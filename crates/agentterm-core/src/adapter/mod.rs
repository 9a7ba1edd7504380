//! Agent adapters: per-agent command construction and output parsing.
//!
//! This module defines the [`Adapter`] trait that every agent adapter
//! implements, the shared types ([`AgentKind`], [`SpawnOptions`],
//! [`AgentEvent`]) and the [`AdapterRegistry`] used for lookup at spawn
//! time.
//!
//! # Architecture
//!
//! ```text
//! AgentTerminal::spawn(options)
//!     |
//!     v
//! AdapterRegistry --get(options.agent)--> Arc<dyn Adapter>
//!     |                                        |
//!     |   build_command() / build_args() / build_env()
//!     |        |
//!     |        v
//!     |   PtyHost::create(..) --> raw text fragments
//!     |                                |
//!     |   parse(raw) ------------------+--> Stream<AgentEvent>
//! ```

pub mod ansi;
pub mod claude;
pub mod codex;
pub mod registry;
pub mod trait_def;
pub mod types;

// Re-export the primary public API at the module level.
pub use claude::ClaudeAdapter;
pub use codex::CodexAdapter;
pub use registry::AdapterRegistry;
pub use trait_def::{Adapter, ChunkScanner, EventStream, RawStream, ScanState};
pub use types::{AgentEvent, AgentKind, AgentMode, FileAction, ParseAgentKindError, SpawnOptions};
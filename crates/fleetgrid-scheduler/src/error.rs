//! Admission error types.

use thiserror::Error;

use fleetgrid_autoscale::ScaleError;
use fleetgrid_panel::PanelError;
use fleetgrid_state::StateError;

/// Why a join could not be admitted.
#[derive(Debug, Error)]
pub enum AdmissionError {
    /// Every instance is full and the fleet cannot grow. Retry later.
    #[error("all servers full, retry later (fleet maximum is {max} instances)")]
    CapacityExceeded { max: u32 },

    #[error("provisioning failed: {0}")]
    Provisioning(PanelError),

    #[error("state error: {0}")]
    State(#[from] StateError),
}

pub type AdmissionResult<T> = Result<T, AdmissionError>;

impl From<ScaleError> for AdmissionError {
    fn from(err: ScaleError) -> Self {
        match err {
            ScaleError::FleetFull { max } | ScaleError::TargetTooLarge { max, .. } => {
                AdmissionError::CapacityExceeded { max }
            }
            ScaleError::Provisioning(e) | ScaleError::Panel(e) => AdmissionError::Provisioning(e),
            ScaleError::State(e) => AdmissionError::State(e),
        }
    }
}
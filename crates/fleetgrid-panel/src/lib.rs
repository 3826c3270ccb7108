//! fleetgrid-panel — the hosting panel as a capability.
//!
//! The panel owns the actual compute: it creates, powers, lists, and
//! deletes game-server instances and hands out port allocations. The
//! rest of the workspace only sees the `PanelClient` trait.
//!
//! # Implementations
//!
//! ```text
//! PanelClient (trait)
//!   ├── HttpPanelClient  — panel application + client REST APIs over reqwest
//!   └── InMemoryPanel    — in-process panel for dry runs and tests
//! ```
//!
//! Create payloads are built through `InstanceSpec::builder`, which
//! validates the request once before anything goes on the wire.

pub mod client;
pub mod error;
pub mod http;
pub mod memory;
pub mod spec;
pub mod types;

pub use client::PanelClient;
pub use error::{PanelError, PanelResult};
pub use http::HttpPanelClient;
pub use memory::{CallCounts, InMemoryPanel, PanelOp};
pub use spec::{InstanceSpec, InstanceSpecBuilder, ResourceLimits};
pub use types::{Allocation, CreatedInstance, PanelInstance, PowerSignal};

WHAT YOU WILL DO>
Across the listing above, how many lines include the string "InMemoryPanel"? Answer with a single number.

SOLUTION>
2